The Standard (St. Catharines)

Father’s rage escalating

- DEAR ELLIE

Q. My husband of 23 years has always been stern, but never physically abusive.

He’s also very smart, well-spoken, and loves to brag about his children’s smarts and abilities (daughter, 20 and son, 16).

But his issues with our son, building over five years, have now reached a crisis.

He’s controllin­g, using put-downs and bullying plus his size, to scare my son who decided to not play football.

His father’s in a rage and has texted mean and hateful things to him.

He’ll give us both the silent treatment if I decide anything related to our son without discussing with him.

It’s his way or the highway.

It causes us distress and anxiety, and created an unhealthy dynamic between the three of us.

Any breaking of his perceived rules means, to him, that he’s disrespect­ed.

His anger issues started to escalate 10 years ago over a family/business matter.

He’s stopped speaking with seven family members due to perceived slights.

I’m concerned that he’ll do the same to us if I ask for a temporary separation.

I also worry that if things worsen, it’ll set up a bad adult relationsh­ip with his son.

I saw a counsellor (one visit) but haven’t told him yet, worried it’ll make matters worse.

I want to stand up for my son.

A. You must protect your son and yourself from the irrational behaviour and severe bullying of his father.

Even if your daughter’s being spared, she’s negatively affected by the stress in the home.

The father-son relationsh­ip is already at risk

See your counsellor privately, on a crisis basis, so you can make a decision very soon.

Discuss how to alert your husband that he must attend counsellin­g/anger management, too.

And how to help him understand that rage over the boy leaving football isn’t worth destroying his son’s self-worth and inner confidence.

Otherwise, a separation from you and both children may well be your only way for him to realize the seriousnes­s of the situation.

However, if you fear he’ll become physically abusive, make a safe plan to leave — perhaps phrased as a vacation for a few weeks with the children.

If it becomes necessary to just get away fast to a safe place, do so privately (use a library’s computer to make arrangemen­ts) and leave when he’s out. Be prepared to call police for help.

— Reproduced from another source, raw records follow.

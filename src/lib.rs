//! # voxmind
//!
//! Voice and text note capture organized by an AI analysis gateway.
//!
//! Captures become memos in a local, JSON-persisted store. The gateway
//! structures each memo into a title, literal summary, categories, due date,
//! key points and action items; memos are then classified into a primary
//! scene and filtered by scene or by the to-do calendar.

pub mod capture;
pub mod classify;
pub mod config;
pub mod error;
pub mod filter;
pub mod gateway;
pub mod model;
pub mod notebook;
pub mod storage;
pub mod store;
pub mod telemetry;
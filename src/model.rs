//! Core data model.
//!
//! A memo is one user capture: raw text (typed, or transcribed from audio),
//! the scene it belongs to, and the structured analysis the gateway returned
//! for it once processing settles.

pub mod analysis;

use chrono::{DateTime, Utc};
use serde::{Deserialize, Serialize};
use uuid::Uuid;

pub use analysis::{MemoType, MindMapNode, StructuredAnalysis};

// ---------------------------------------------------------------------------
// Scene Mode
// ---------------------------------------------------------------------------

/// A named lens over the memo list.
///
/// `All` is only a lens; the other five double as the primary category a memo
/// is classified into.
#[derive(Debug, Clone, Copy, PartialEq, Eq, Hash, Serialize, Deserialize)]
pub enum SceneMode {
    All,
    Idea,
    Meeting,
    Study,
    Personal,
    #[serde(rename = "To-do")]
    Todo,
}

impl SceneMode {
    /// Every mode, in the order the scene picker shows them.
    pub const ALL_MODES: [SceneMode; 6] = [
        SceneMode::All,
        SceneMode::Idea,
        SceneMode::Meeting,
        SceneMode::Study,
        SceneMode::Personal,
        SceneMode::Todo,
    ];

    /// Display name, also the serialized form.
    pub fn as_str(self) -> &'static str {
        match self {
            SceneMode::All => "All",
            SceneMode::Idea => "Idea",
            SceneMode::Meeting => "Meeting",
            SceneMode::Study => "Study",
            SceneMode::Personal => "Personal",
            SceneMode::Todo => "To-do",
        }
    }

    /// The hint passed to the gateway for a capture started under this lens.
    /// `All` is not a category, so captures made from it are hinted as ideas.
    pub fn capture_hint(self) -> SceneMode {
        match self {
            SceneMode::All => SceneMode::Idea,
            other => other,
        }
    }
}

impl std::fmt::Display for SceneMode {
    fn fmt(&self, f: &mut std::fmt::Formatter<'_>) -> std::fmt::Result {
        f.write_str(self.as_str())
    }
}

impl std::str::FromStr for SceneMode {
    type Err = String;

    fn from_str(s: &str) -> Result<Self, Self::Err> {
        match s.trim().to_lowercase().as_str() {
            "all" => Ok(SceneMode::All),
            "idea" => Ok(SceneMode::Idea),
            "meeting" => Ok(SceneMode::Meeting),
            "study" => Ok(SceneMode::Study),
            "personal" => Ok(SceneMode::Personal),
            "to-do" | "todo" => Ok(SceneMode::Todo),
            _ => {
                let known: Vec<&str> = Self::ALL_MODES.iter().map(|m| m.as_str()).collect();
                Err(format!(
                    "unknown scene mode: {s} (expected one of {})",
                    known.join(", ")
                ))
            }
        }
    }
}

// ---------------------------------------------------------------------------
// Memo
// ---------------------------------------------------------------------------

/// Newtype for memo IDs.
///
/// Generated IDs are UUIDs, but any string loaded from storage is accepted
/// (the seeded welcome memo uses `"welcome"`).
#[derive(Debug, Clone, PartialEq, Eq, Hash, Serialize, Deserialize)]
#[serde(transparent)]
pub struct MemoId(pub String);

impl MemoId {
    pub fn generate() -> Self {
        Self(Uuid::new_v4().to_string())
    }

    pub fn as_str(&self) -> &str {
        &self.0
    }

    /// First 8 characters, for compact listings.
    pub fn short(&self) -> String {
        self.0.chars().take(8).collect()
    }
}

impl std::fmt::Display for MemoId {
    fn fmt(&self, f: &mut std::fmt::Formatter<'_>) -> std::fmt::Result {
        f.write_str(&self.0)
    }
}

impl From<&str> for MemoId {
    fn from(s: &str) -> Self {
        Self(s.to_string())
    }
}

/// One user capture.
///
/// A memo is either processing (`is_processing` set, no analysis) or settled.
/// Only the store mutates memos, and it never sets an analysis on a memo
/// that stays in the processing state.
#[derive(Debug, Clone, PartialEq, Serialize, Deserialize)]
#[serde(rename_all = "camelCase")]
pub struct Memo {
    pub id: MemoId,

    /// Creation instant, stored as epoch milliseconds.
    #[serde(with = "chrono::serde::ts_milliseconds")]
    pub timestamp: DateTime<Utc>,

    /// Where the captured audio lives, for voice memos.
    #[serde(default, skip_serializing_if = "Option::is_none")]
    pub audio_url: Option<String>,

    pub transcription: String,

    #[serde(default, skip_serializing_if = "Option::is_none")]
    pub analysis: Option<StructuredAnalysis>,

    /// Scene the memo was captured under, replaced by the classified primary
    /// mode once analysis succeeds.
    pub scene_mode: SceneMode,

    #[serde(default)]
    pub is_processing: bool,
}

impl Memo {
    /// A provisional record created the moment a capture is submitted.
    pub fn placeholder(
        transcription: impl Into<String>,
        hint: SceneMode,
        audio_url: Option<String>,
    ) -> Self {
        Self {
            id: MemoId::generate(),
            timestamp: Utc::now(),
            audio_url,
            transcription: transcription.into(),
            analysis: None,
            scene_mode: hint,
            is_processing: true,
        }
    }

    /// The memo a fresh store is seeded with.
    pub fn welcome(now: DateTime<Utc>) -> Self {
        Self {
            id: MemoId::from("welcome"),
            timestamp: now,
            audio_url: None,
            transcription: "Welcome to VoxMind. Record your first thought or type a quick note."
                .to_string(),
            analysis: Some(StructuredAnalysis {
                title: "Welcome to your Second Brain".to_string(),
                summary: "VoxMind uses Gemini AI to organize your thoughts (voice or text) into actionable wisdom."
                    .to_string(),
                categories: vec!["Idea".to_string()],
                memo_type: MemoType::Note,
                due_date: None,
                key_points: vec![
                    "Voice capturing".to_string(),
                    "Text manual entry".to_string(),
                    "AI auto-organization".to_string(),
                    "Scene mode optimization".to_string(),
                ],
                action_items: vec![
                    "Record a 30-second idea".to_string(),
                    "Type a quick task with `voxmind note`".to_string(),
                ],
                mind_map_nodes: None,
            }),
            scene_mode: SceneMode::Idea,
            is_processing: false,
        }
    }

    /// Tags to display: the analysis categories, or the scene mode when the
    /// memo has no analysis.
    pub fn display_categories(&self) -> Vec<String> {
        match &self.analysis {
            Some(analysis) => analysis.categories.clone(),
            None => vec![self.scene_mode.to_string()],
        }
    }
}

#[cfg(test)]
mod tests {
    use super::*;

    #[test]
    fn every_mode_parses_from_its_display_name() {
        for mode in SceneMode::ALL_MODES {
            assert_eq!(mode.as_str().parse::<SceneMode>(), Ok(mode));
        }
        assert_eq!("todo".parse::<SceneMode>(), Ok(SceneMode::Todo));
    }

    #[test]
    fn unknown_mode_lists_the_choices() {
        let err = "errands".parse::<SceneMode>().unwrap_err();
        assert!(err.contains("errands"));
        assert!(err.contains("All, Idea, Meeting, Study, Personal, To-do"));
    }
}
//! Structured analysis returned by the gateway.
//!
//! Decoding is lenient: the gateway is asked for a schema but nothing
//! enforces it, so list fields default to empty, a blank due date is
//! treated as absent, and a missing or null type reads as a note.

use serde::{Deserialize, Deserializer, Serialize};

use crate::classify::{TODO_MARKER, normalize_tag};

/// Whether the gateway saw the capture as a plain note or a task.
#[derive(Debug, Clone, Copy, Default, PartialEq, Eq, Serialize)]
#[serde(into = "String")]
pub enum MemoType {
    #[default]
    Note,
    Todo,
}

impl From<String> for MemoType {
    fn from(s: String) -> Self {
        if normalize_tag(&s).contains(TODO_MARKER) {
            MemoType::Todo
        } else {
            MemoType::Note
        }
    }
}

impl<'de> Deserialize<'de> for MemoType {
    fn deserialize<D>(deserializer: D) -> Result<Self, D::Error>
    where
        D: Deserializer<'de>,
    {
        Ok(Option::<String>::deserialize(deserializer)?.map_or(MemoType::Note, MemoType::from))
    }
}

impl From<MemoType> for String {
    fn from(t: MemoType) -> Self {
        match t {
            MemoType::Note => "Note".to_string(),
            MemoType::Todo => "Todo".to_string(),
        }
    }
}

/// A mind map node. The gateway returns a flat list; `children` is accepted
/// on input but never populated by it.
#[derive(Debug, Clone, PartialEq, Serialize, Deserialize)]
pub struct MindMapNode {
    #[serde(default)]
    pub id: String,
    #[serde(default)]
    pub label: String,
    #[serde(default, skip_serializing_if = "Option::is_none")]
    pub children: Option<Vec<MindMapNode>>,
}

#[derive(Debug, Clone, PartialEq, Serialize, Deserialize)]
#[serde(rename_all = "camelCase")]
pub struct StructuredAnalysis {
    #[serde(default)]
    pub title: String,

    /// Literal transcription of the source, not a paraphrase.
    #[serde(default)]
    pub summary: String,

    /// One primary tag (Idea, Meeting, Study, Personal) plus an optional
    /// To-do marker, as requested of the gateway. Not validated.
    #[serde(default)]
    pub categories: Vec<String>,

    #[serde(rename = "type", default)]
    pub memo_type: MemoType,

    /// `YYYY-MM-DD`, meaningful when a To-do tag is present.
    #[serde(
        default,
        deserialize_with = "blank_as_none",
        skip_serializing_if = "Option::is_none"
    )]
    pub due_date: Option<String>,

    #[serde(default)]
    pub key_points: Vec<String>,

    #[serde(default)]
    pub action_items: Vec<String>,

    #[serde(default, skip_serializing_if = "Option::is_none")]
    pub mind_map_nodes: Option<Vec<MindMapNode>>,
}

impl StructuredAnalysis {
    /// Any category reads as a to-do tag.
    pub fn is_todo(&self) -> bool {
        self.categories
            .iter()
            .any(|cat| normalize_tag(cat).contains(TODO_MARKER))
    }

    /// Study and idea memos carry a mind map worth rendering.
    pub fn shows_mind_map(&self) -> bool {
        let tagged = self.categories.iter().any(|cat| {
            let cat = cat.to_lowercase();
            cat.contains("study") || cat.contains("idea")
        });
        tagged && self.mind_map_nodes.as_ref().is_some_and(|n| !n.is_empty())
    }
}

fn blank_as_none<'de, D>(deserializer: D) -> Result<Option<String>, D::Error>
where
    D: Deserializer<'de>,
{
    let raw = Option::<String>::deserialize(deserializer)?;
    Ok(raw
        .map(|s| s.trim().to_string())
        .filter(|s| !s.is_empty() && !s.eq_ignore_ascii_case("null")))
}
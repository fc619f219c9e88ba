//! Audio capture surface.
//!
//! A device hands out a [`Recording`] when capture starts; the recording
//! accumulates binary chunks until it is stopped, which finalizes them into
//! a single [`AudioPayload`]. Failing to acquire the device is reported as
//! [`Error::Capture`] before any memo exists.

use std::io::Read;
use std::path::{Path, PathBuf};

use base64::Engine as _;
use base64::engine::general_purpose::STANDARD;

use crate::error::{Error, Result};

/// MIME type assumed when nothing better is known.
pub const DEFAULT_AUDIO_MIME: &str = "audio/mp3";

const FILE_CHUNK_BYTES: usize = 64 * 1024;

/// A finished recording.
#[derive(Debug, Clone, PartialEq, Eq)]
pub struct AudioPayload {
    pub mime_type: String,
    pub data: Vec<u8>,
    /// Where the audio came from, kept on the memo as its audio reference.
    pub source: Option<String>,
}

impl AudioPayload {
    /// Inline encoding for the gateway.
    pub fn to_base64(&self) -> String {
        STANDARD.encode(&self.data)
    }

    pub fn is_empty(&self) -> bool {
        self.data.is_empty()
    }
}

/// An in-progress recording.
#[derive(Debug)]
pub struct Recording {
    mime_type: String,
    source: Option<String>,
    chunks: Vec<Vec<u8>>,
}

impl Recording {
    pub fn new(mime_type: impl Into<String>) -> Self {
        Self {
            mime_type: mime_type.into(),
            source: None,
            chunks: Vec::new(),
        }
    }

    pub fn with_source(mut self, source: impl Into<String>) -> Self {
        self.source = Some(source.into());
        self
    }

    /// Append a chunk. Empty chunks are dropped.
    pub fn push_chunk(&mut self, chunk: &[u8]) {
        if !chunk.is_empty() {
            self.chunks.push(chunk.to_vec());
        }
    }

    pub fn chunk_count(&self) -> usize {
        self.chunks.len()
    }

    /// Finalize the accumulated chunks into one payload.
    pub fn stop(self) -> AudioPayload {
        AudioPayload {
            mime_type: self.mime_type,
            data: self.chunks.concat(),
            source: self.source,
        }
    }
}

/// Something that can record audio.
pub trait CaptureDevice: Send {
    /// Acquire the device and begin a recording.
    fn start(&mut self) -> Result<Recording>;
}

/// A capture device backed by an existing audio file.
///
/// Starting the capture opens the file and streams it into the recording in
/// fixed-size chunks, the way a live device would deliver data.
pub struct FileCapture {
    path: PathBuf,
}

impl FileCapture {
    pub fn new(path: impl AsRef<Path>) -> Self {
        Self {
            path: path.as_ref().to_path_buf(),
        }
    }
}

impl CaptureDevice for FileCapture {
    fn start(&mut self) -> Result<Recording> {
        let mut file = std::fs::File::open(&self.path)
            .map_err(|e| Error::Capture(format!("cannot open {}: {e}", self.path.display())))?;

        let mut recording = Recording::new(mime_for_path(&self.path))
            .with_source(self.path.display().to_string());
        let mut buf = vec![0u8; FILE_CHUNK_BYTES];
        loop {
            let n = file
                .read(&mut buf)
                .map_err(|e| Error::Capture(format!("read {}: {e}", self.path.display())))?;
            if n == 0 {
                break;
            }
            recording.push_chunk(&buf[..n]);
        }
        Ok(recording)
    }
}

/// Guess an audio MIME type from a file extension.
pub fn mime_for_path(path: &Path) -> &'static str {
    let ext = path
        .extension()
        .and_then(|e| e.to_str())
        .map(str::to_ascii_lowercase);
    match ext.as_deref() {
        Some("wav") => "audio/wav",
        Some("ogg" | "oga") => "audio/ogg",
        Some("webm") => "audio/webm",
        Some("m4a" | "mp4") => "audio/mp4",
        Some("flac") => "audio/flac",
        _ => DEFAULT_AUDIO_MIME,
    }
}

Sexless marriage? Do the math

Feedback: Regarding the man’s anger about his “sexless marriage” (June 7):

Reader: “I considered the arithmetic involved between the couple.

“A woman managing a family of three children, plus two parents, would be required to do cooking for five and possible school lunches, cleaning of dishes, floors, furniture, shopping for food, clothing, etc.

“Add minor maintenanc­e, clothing repairs, possible gardening chores, helping with homework, and likely also working — thus also needing to maintain/upgrade job skills.

“She might also have work tasks to do at home.

“Finances will be needed for future studies after high school for three children.

“I’m wondering about her age and whether menopause might also be a factor in her ‘shutting down’ sex.

“Yet she evidently wanted to lie together with husband — a very low-energy activity.

“During their initial affair, her energy was higher.

“She wouldn’t then have been involved with heavy domestic chores/household related tasks.

“We don’t know the husband’s contributi­on to the household and family maintenanc­e.

“This woman may simply be almost burned out.”

Ellie: A very good mathematic­al assessment! Unfortunat­ely, the letter-writer omitted his wife’s side, so those details are unknown.